Data on knee hip replacement. wow $20,000 to $70,000 , from Baltimore to NYC?

Peterson-KFF Health System Tracker. Published January 13, 2021. https:// www.healthsystemtracker.org/brief/ price-transparency-and-variation-in-u-s-health-services/

vs chargemaster

ahhh ok cool, so this book was published after the 2021 chargemaster legislation published, so they know about it. Wonder about No Surprise Act timing .

nytimes had discussed colonoscopy variation by plan.

  1. KliffS, Katz J. Hospitals and insurers didn’t want you to see these prices. Here’s why. The Upshot. The New York Times.

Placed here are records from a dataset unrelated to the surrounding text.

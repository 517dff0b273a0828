//! ASCII case-insensitive literal matching.
//!
//! Only ASCII letters fold; every other byte must match exactly. The result does
//! not depend on the locale or on the document being valid UTF-8.

use memchr::{memchr, memchr2};

/// True when `needle` matches `haystack` at `offset`, ignoring ASCII case.
///
/// An empty needle never matches.
pub fn matches_at(haystack: &[u8], offset: usize, needle: &[u8]) -> bool {
    if needle.is_empty() {
        return false;
    }
    match haystack.get(offset..) {
        Some(rest) if rest.len() >= needle.len() => {
            rest[..needle.len()].eq_ignore_ascii_case(needle)
        }
        _ => false,
    }
}

/// Offset of the first case-insensitive occurrence of `needle` at or after `from`.
///
/// Candidate positions are located with memchr on both cases of the first byte.
pub fn find_from(haystack: &[u8], needle: &[u8], from: usize) -> Option<usize> {
    let first = *needle.first()?;
    let lower = first.to_ascii_lowercase();
    let upper = first.to_ascii_uppercase();

    let mut pos = from;
    while pos + needle.len() <= haystack.len() {
        let window = &haystack[pos..=haystack.len() - needle.len()];
        let candidate = if lower == upper {
            memchr(lower, window)
        } else {
            memchr2(lower, upper, window)
        };

        let at = pos + candidate?;
        if haystack[at..at + needle.len()].eq_ignore_ascii_case(needle) {
            return Some(at);
        }
        pos = at + 1;
    }
    None
}

#[cfg(test)]
mod tests {
    use super::*;

    #[test]
    fn test_matches_at_ignores_ascii_case() {
        let text = b"Hello World";
        assert!(matches_at(text, 0, b"hello"));
        assert!(matches_at(text, 6, b"WORLD"));
        assert!(!matches_at(text, 1, b"hello"));
        assert!(!matches_at(text, 8, b"world"));
        assert!(!matches_at(text, 50, b"x"));
        assert!(!matches_at(text, 0, b""));
    }

    #[test]
    fn test_find_from() {
        let text = b"foo FOO fOo bar";
        assert_eq!(find_from(text, b"foo", 0), Some(0));
        assert_eq!(find_from(text, b"foo", 1), Some(4));
        assert_eq!(find_from(text, b"FOO", 5), Some(8));
        assert_eq!(find_from(text, b"foo", 9), None);
        assert_eq!(find_from(text, b"BAR", 0), Some(12));
    }

    #[test]
    fn test_find_from_edges() {
        assert_eq!(find_from(b"abc", b"", 0), None);
        assert_eq!(find_from(b"", b"a", 0), None);
        assert_eq!(find_from(b"abc", b"abcd", 0), None);
        assert_eq!(find_from(b"abc", b"c", 3), None);
        assert_eq!(find_from(b"abc", b"c", 100), None);
        assert_eq!(find_from(b"abc", b"abc", 0), Some(0));
    }

    #[test]
    fn test_non_letters_match_exactly() {
        assert_eq!(find_from(b"a-1 A_1", b"a_1", 0), Some(4));
        assert_eq!(find_from(b"[x]", b"[X]", 0), Some(0));
        // Non-ASCII bytes are not folded
        assert_eq!(find_from("Ärger".as_bytes(), "ä".as_bytes(), 0), None);
        assert_eq!(find_from("Ärger".as_bytes(), "Ä".as_bytes(), 0), Some(0));
    }

    #[test]
    fn test_partial_prefix_then_match() {
        assert_eq!(find_from(b"fofofoo", b"foo", 0), Some(4));
    }
}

Published August 22, 2021. https:// www.nytimes.com/ interactive/2021/08/22/ upshot/hospital-prices.html? campaign id=9&emc= edit nn 20210823&in-stance id=38591&nl=the-morning&regi id= 69542217&segment id= 66986&te=1&user id=f32bb 8e73ab- са4414430586c0307cd4c

APM

p82 oh providers can choose which metrics they are graded on? weird.

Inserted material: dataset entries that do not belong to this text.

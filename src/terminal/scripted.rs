//! In-memory terminal device driven by a scripted key sequence.
//!
//! Used to run complete viewer sessions without a controlling terminal: keys come
//! from a byte script, attribute changes are recorded, and the window size is
//! fixed. Reading past the end of the script reports end of input.

use crate::error::{Result, VmError};
use crate::terminal::{TermDevice, WindowSize};
use std::cell::{Cell, RefCell};
use std::collections::VecDeque;

/// Attribute snapshot of a [`ScriptedTerminal`]: how many raw-mode layers are applied.
#[derive(Debug, Clone, Copy, PartialEq, Eq)]
pub struct ScriptedMode(pub u32);

impl ScriptedMode {
    /// The mode the device starts in
    pub const COOKED: ScriptedMode = ScriptedMode(0);

    pub fn is_raw(self) -> bool {
        self.0 > 0
    }
}

/// Scripted [`TermDevice`]
#[derive(Debug)]
pub struct ScriptedTerminal {
    input: RefCell<VecDeque<u8>>,
    size: Cell<WindowSize>,
    mode: Cell<ScriptedMode>,
    mode_changes: RefCell<Vec<ScriptedMode>>,
    fail_attrs: Cell<bool>,
    get_budget: Cell<Option<usize>>,
}

impl ScriptedTerminal {
    pub fn new(keys: &[u8], size: WindowSize) -> Self {
        Self {
            input: RefCell::new(keys.iter().copied().collect()),
            size: Cell::new(size),
            mode: Cell::new(ScriptedMode::COOKED),
            mode_changes: RefCell::new(Vec::new()),
            fail_attrs: Cell::new(false),
            get_budget: Cell::new(None),
        }
    }

    /// Append more keys to the script
    pub fn push_keys(&self, keys: &[u8]) {
        self.input.borrow_mut().extend(keys.iter().copied());
    }

    /// Change the reported window size
    pub fn resize(&self, size: WindowSize) {
        self.size.set(size);
    }

    /// Make every attribute get/set fail from now on
    pub fn fail_attrs(&self, fail: bool) {
        self.fail_attrs.set(fail);
    }

    /// Let `calls` more `get_attrs` calls succeed, then fail the rest
    pub fn fail_get_attrs_after(&self, calls: usize) {
        self.get_budget.set(Some(calls));
    }

    pub fn current_mode(&self) -> ScriptedMode {
        self.mode.get()
    }

    /// Every mode applied through `set_attrs`, in order
    pub fn mode_changes(&self) -> Vec<ScriptedMode> {
        self.mode_changes.borrow().clone()
    }

    /// Keys not yet consumed
    pub fn remaining_keys(&self) -> usize {
        self.input.borrow().len()
    }

    fn check_attrs(&self, operation: &'static str) -> Result<()> {
        if self.fail_attrs.get() {
            Err(VmError::term_attr(operation, nix::Error::ENOTTY))
        } else {
            Ok(())
        }
    }
}

impl TermDevice for ScriptedTerminal {
    type Attrs = ScriptedMode;

    fn get_attrs(&self) -> Result<ScriptedMode> {
        self.check_attrs("getattr")?;
        match self.get_budget.get() {
            Some(0) => return Err(VmError::term_attr("getattr", nix::Error::EIO)),
            Some(left) => self.get_budget.set(Some(left - 1)),
            None => {}
        }
        Ok(self.mode.get())
    }

    fn set_attrs(&self, attrs: &ScriptedMode) -> Result<()> {
        self.check_attrs("setattr")?;
        self.mode.set(*attrs);
        self.mode_changes.borrow_mut().push(*attrs);
        Ok(())
    }

    fn raw_attrs(&self, base: &ScriptedMode) -> ScriptedMode {
        ScriptedMode(base.0 + 1)
    }

    fn read_byte(&self) -> Result<Option<u8>> {
        Ok(self.input.borrow_mut().pop_front())
    }

    fn window_size(&self) -> Result<WindowSize> {
        Ok(self.size.get())
    }
}

#[cfg(test)]
mod tests {
    use super::*;

    #[test]
    fn test_reads_script_then_end_of_input() {
        let term = ScriptedTerminal::new(b"jq", WindowSize::new(10, 40));
        assert_eq!(term.read_byte().unwrap(), Some(b'j'));
        assert_eq!(term.read_byte().unwrap(), Some(b'q'));
        assert_eq!(term.read_byte().unwrap(), None);

        term.push_keys(b"k");
        assert_eq!(term.remaining_keys(), 1);
        assert_eq!(term.read_byte().unwrap(), Some(b'k'));
    }

    #[test]
    fn test_records_mode_changes() {
        let term = ScriptedTerminal::new(b"", WindowSize::new(10, 40));
        let raw = term.raw_attrs(&term.get_attrs().unwrap());
        term.set_attrs(&raw).unwrap();
        term.set_attrs(&ScriptedMode::COOKED).unwrap();

        assert_eq!(
            term.mode_changes(),
            vec![ScriptedMode(1), ScriptedMode::COOKED]
        );
    }

    #[test]
    fn test_get_attrs_fails_once_budget_is_spent() {
        let term = ScriptedTerminal::new(b"", WindowSize::new(10, 40));
        term.fail_get_attrs_after(1);

        assert!(term.get_attrs().is_ok());
        assert!(term.get_attrs().is_err());
        assert!(term.set_attrs(&ScriptedMode::COOKED).is_ok());
    }
}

p 83 hmm and can choose which risks to take on? if spending is lower than spending tzrget , you get an upside bonus?

if worse, you can get a downside penalty?

but can choose between 1 sided or 2 sided?

not allowed to cherry pick anymore i think.

use risk adjustment for sycker pools.

Accountable Care Organizations ACOs (a kind of APM)

p84, They are responsible for populations of people, and contract with Medicare or private payers.

I’m reading that a benchmark is determined as to what a population a payor assigns to an ACO should cost. And my interpretation is, the ACO will collect payments for services over time and then at the end of the year, if they are under the benchmark, for the fees they collected, the payer will give them a bonus which is a portion of the difference, but if they go over, they have to pay the payer part of the difference in the form of a penalty. And they only get the bonus if quality metrics are met. Oddly enough though there doesn’t seem to be a penalty for poor quality. Hmm however they might be removed for poor performance. And maybe more important to the ACO and providers, those quality metrics are publicly available!

In reality, the front line providers collect those fees for services and reconciliation happens at the end of the year.

And again there are ACOs that are upside only or 2-sided. That distinction is made up front.

p 85 Reading that , in 2020, a Medicare ACOs split a mutual savings of $4.1 billion with Medicare, getting to pocket a little more than half. And also for 2020, 97% of Medicare ACOs met the CMS quality ratings that are the post-condition to verify they are not just skimping on care.

So, there is a population, and someone comes up with an expected cost per person which is multiplied by the size of the population. That money is available to the ACO , but I didn’t get yet, does it work like a reimbursement (after the fact) or along the way or before?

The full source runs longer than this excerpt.